MILTON — Cherie Rice, the new chairwoman of the Santa Rosa County Commission Zoning Board, said the replacement members enjoyed their first meeting, even though it lasted about 4 hours, 45 minutes.


“I thought it went great,” said Rice, who was appointed by District 4 County Commissioner Dave Piech. “I wouldn’t say it was hard. We learned the system.”


Sam Parker, the Santa Rosa District 1 commissioner, suggested removing all of the zoning board members at the Oct. 21 board meeting because residents said three of the board members disrespected the voters because they took a stand against the penny sales tax referendum Oct. 8.

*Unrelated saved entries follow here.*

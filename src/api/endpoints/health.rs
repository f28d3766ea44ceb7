//! Health check endpoint.

use axum::extract::State;
use axum::Json;
use serde::Serialize;

use crate::api::error::ApiError;
use crate::api::types::ApiContext;
use crate::config::GatewayMode;

#[derive(Serialize)]
pub struct HealthResponse {
    pub status: &'static str,
    pub version: &'static str,
    pub mode: GatewayMode,
    pub model: String,
}

/// `GET /api/health`: liveness check. Does not contact any collaborator.
pub async fn check(State(ctx): State<ApiContext>) -> Result<Json<HealthResponse>, ApiError> {
    Ok(Json(HealthResponse {
        status: "ok",
        version: crate::config::APP_VERSION,
        mode: ctx.config.mode,
        model: ctx.config.llm_model.clone(),
    }))
}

“From the brief clip I looked at and everyone I spoke to, I was excited and pleased with the members,” Parker said of the new board’s recent meeting. “It’s one of the most emotionally charged meetings we have. All I want to hear is they are objective. We need a good second set of eyes and ears to help us make important decisions.”


Besides Rice, the other District 4 zoning board member is Kirk Darby. Parker’s members are Adam Principe and Derrick Sammons.

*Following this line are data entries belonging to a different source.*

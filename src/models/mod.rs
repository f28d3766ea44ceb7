pub mod page;
pub mod plan;
pub mod report;

pub use page::*;
pub use plan::*;
pub use report::*;

use thiserror::Error;

/// A document did not match the plan or report model.
#[derive(Error, Debug, Clone, PartialEq)]
pub enum ModelError {
    #[error("{0}")]
    Shape(String),

    #[error("Room at index {0} has a blank id")]
    BlankRoomId(usize),

    #[error("Room id {0:?} appears more than once")]
    DuplicateRoomId(String),
}

#[cfg(test)]
pub(crate) mod fixtures {
    use serde_json::{json, Value};

    /// Parser-style plan used across module tests.
    pub(crate) fn sample_plan_value() -> Value {
        json!({
            "walls": [
                {"position": [[158, 12], [248, 12]]},
                {"position": [[20, 209], [416, 209]]}
            ],
            "doors": [
                {"bbox": [[102, 40], [137, 40], [137, 51], [102, 51]]}
            ],
            "rooms": [
                {"id": "5", "x": 258, "y": 370},
                {"id": "16", "x": 201, "y": 251}
            ],
            "area": 157212,
            "perimeter": 6753.35
        })
    }

    pub(crate) fn sample_plan() -> crate::models::PlanDocument {
        crate::models::PlanDocument::from_value(sample_plan_value())
            .expect("fixture plan is valid")
    }
}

Bob Cole, District 2 commissioner, appointed Rich Santo and William DuBois. Meanwhile, Don Salter, the chairman and District 3 commissioner, appointed his second member, Scott Thomas, who will be voted on at the next board meeting Dec. 12. His other representative is Laurie McGaughey.

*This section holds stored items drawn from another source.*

//! Gateway endpoint handlers.
//!
//! Each handler validates its request, calls one collaborator client or the
//! enrichment pipeline, and relays the result. Failures surface as `ApiError`.

pub mod health;
pub mod llm;
pub mod parse;
pub mod plans;
pub mod validate;
//! HTTP gateway surface.
//!
//! `gateway_router()` mounts every endpoint under `/api/`;
//! `start_gateway_server()` binds it and runs it in a background task.

pub mod endpoints;
pub mod error;
pub mod middleware;
pub mod router;
pub mod server;
pub mod types;

pub use router::gateway_router;
pub use server::{start_gateway_server, GatewayServer, GatewaySession, ServerError};
pub use types::ApiContext;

Lane Lychard, District 5 commissioner, had both Daniel Bowen and Margaret Neyman named to the zoning board.


Jeremy Reeder, a former zoning board member for Parker, is still angry with being dismissed along with Jim Waite, who served 13 years for Salter, and Scott Kemp, who Cole chose.


“I’m baffled by the citizens,” Reeder said. “They’re a group of individuals who want to stop the county from building by any means necessary.”


Cole was the only one of the five commissioners who had voted against removing his zoning members Kemp and James Calkins.


“They made a few errors but nothing drastic,” Cole said of the new board. “I still think (replacing the zoning board) is the wrong thing to do.”